O Ministério Público Federal, por meio da Procuradoria Federal Direitos do Cidadão (PFDC), entrou na terça-feira (8) na Justiça para que o Ministério da Educação refaça a consulta pública do Future-se, a proposta da pasta para alterar as formas de financiamento das universidades federais. Segundo o MPF, a consulta feita pelo MEC entre julho e agosto deste ano “não cumpriu minimamente os requisitos legais na área”.

A ação também pede que o MEC suspenda a portaria de 30 de setembro que instituiu um grupo de juristas para consolidar as propostas apresentadas na “pré-consulta” pública e elaborar o projeto de lei do Future-se.

O MEC afirmou, na tarde desta quarta-feira (9), que “recebeu mais de 20 mil contribuições no anteprojeto do programa Future-se” e que, “como planejado, após a compilação dos dados e discussão sobre as propostas apresentadas será proposto um novo texto legislativo e será aberta a consulta pública nos moldes do Decreto nº 9.191, de 2017.

Ainda de acordo com o ministério da Educação, “só depois disso o projeto de lei será encaminhado ao Congresso Nacional”.

Assinada pelo procurador regional Enrico Rodrigues de Freitas, do Rio Grande do Sul, a ação civil pública diz que o governo, para realizar uma consulta pública, precisa seguir as regras definidas em dois decretos para todas as etapas do processo, incluindo “elaboração, redação, alteração, consolidação e encaminhamento de propostas recebidas”. Mas o MEC, de acordo com a MPF, descumpriu esses requisitos.

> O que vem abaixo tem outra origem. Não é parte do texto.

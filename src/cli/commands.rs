//! CLI command implementations

use anyhow::{Context, Result};
use chrono::{DateTime, Local};
use serde::Serialize;
use std::io::Read;
use std::path::{Path, PathBuf};

use crate::cli::args::{ConfigCommand, OutputFormat};
use crate::config::Settings;
use crate::notes::presenter::{self, MISSING_CREDENTIAL_NOTICE};
use crate::notes::upload::{check_upload, UploadCheck};
use crate::notes::{AnalysisResult, Credential, NotesPipeline, Outcome, Session};

#[derive(Serialize)]
struct NotesReport<'a> {
    generated_at: DateTime<Local>,
    model: &'a str,
    #[serde(flatten)]
    notes: &'a AnalysisResult,
}

/// Generate notes for a transcript file (or stdin) and print them
pub async fn generate_notes(
    settings: &Settings,
    file: Option<PathBuf>,
    api_key: Option<String>,
    format: OutputFormat,
) -> Result<()> {
    let credential = api_key
        .and_then(Credential::new)
        .or_else(|| Credential::new(settings.llm.api_key.as_str()));

    let mut session = Session::with_credential(credential);
    if !session.is_unlocked() {
        anyhow::bail!(
            "{} Pass --api-key, set llm.api_key in config, or export GROQ_API_KEY.",
            MISSING_CREDENTIAL_NOTICE
        );
    }

    session.set_transcript(read_transcript(file.as_deref())?);

    let pipeline = NotesPipeline::from_settings(settings)?;
    let outcome = pipeline.generate(&session).await;

    match outcome {
        Outcome::Notes(notes) => match format {
            OutputFormat::Text => print!("{}", presenter::render_text(&notes)),
            OutputFormat::Json => {
                let report = NotesReport {
                    generated_at: Local::now(),
                    model: &settings.llm.model,
                    notes: &notes,
                };
                println!("{}", serde_json::to_string_pretty(&report)?);
            }
        },
        Outcome::EmptyTranscript => {
            eprintln!("{}", presenter::EMPTY_TRANSCRIPT_NOTICE);
        }
        Outcome::Locked => anyhow::bail!("{}", MISSING_CREDENTIAL_NOTICE),
        Outcome::Failed(err) if err.is_parse_failure() => {
            return Err(anyhow::Error::new(err).context(presenter::PARSE_FAILURE_NOTICE));
        }
        Outcome::Failed(err) => anyhow::bail!("An error occurred: {}", err),
    }

    Ok(())
}

fn read_transcript(file: Option<&Path>) -> Result<String> {
    match file {
        Some(path) => std::fs::read_to_string(path)
            .with_context(|| format!("Failed to read transcript: {}", path.display())),
        None => {
            let mut transcript = String::new();
            std::io::stdin()
                .read_to_string(&mut transcript)
                .context("Failed to read transcript from stdin")?;
            Ok(transcript)
        }
    }
}

/// Accept an audio file without processing it
pub fn upload_audio(file: &Path) -> Result<()> {
    match check_upload(file) {
        UploadCheck::Missing => anyhow::bail!("File not found: {}", file.display()),
        check @ UploadCheck::Unsupported { .. } => anyhow::bail!("{}", check.notice()),
        check @ UploadCheck::Accepted { .. } => println!("{}", check.notice()),
    }
    Ok(())
}

/// Configuration commands
pub fn config_command(settings: &Settings, cmd: ConfigCommand) -> Result<()> {
    match cmd {
        ConfigCommand::Show => {
            let toml = toml::to_string_pretty(&settings.redacted())?;
            println!("{}", toml);
        }
        ConfigCommand::Path => {
            let path = Settings::config_path()?;
            println!("{}", path.display());
        }
        ConfigCommand::Init { force } => {
            let path = Settings::config_path()?;
            if path.exists() && !force {
                anyhow::bail!(
                    "Config file already exists at {}. Use --force to overwrite.",
                    path.display()
                );
            }
            Settings::write_default(&path)?;
            println!("Configuration initialized at: {}", path.display());
        }
        ConfigCommand::Set { key, value } => {
            let path = Settings::config_path()?;
            // Start from the file, not `settings`, so env overrides are not persisted.
            let mut stored: Settings = if path.exists() {
                let content = std::fs::read_to_string(&path)
                    .with_context(|| format!("Failed to read config file: {}", path.display()))?;
                toml::from_str(&content)
                    .with_context(|| format!("Failed to parse config file: {}", path.display()))?
            } else {
                Settings::default()
            };

            stored.set_value(&key, &value)?;
            stored.save(&path)?;

            let shown = if key == "llm.api_key" {
                "********"
            } else {
                value.as_str()
            };
            println!("Set {} = {}", key, shown);
        }
    }

    Ok(())
}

Entre as irregularidades apontadas pela ação judicial estão o fato de que o MEC não teria dado “ampla e prévia divulgação do documento convocatório”, além de não ter oferecido, aos participantes da consulta, “documentos em linguagem simples e objetiva”, além dos “estudos e do material técnico que fundamentaram a proposta”.

Além disso, o MPF diz que o MEC usou uma organização social sem contrato estabelecido para realizar a consulta, “embora a legislação determine que consultas públicas sejam efetuadas, em todas as suas etapas, pelo Poder Público”.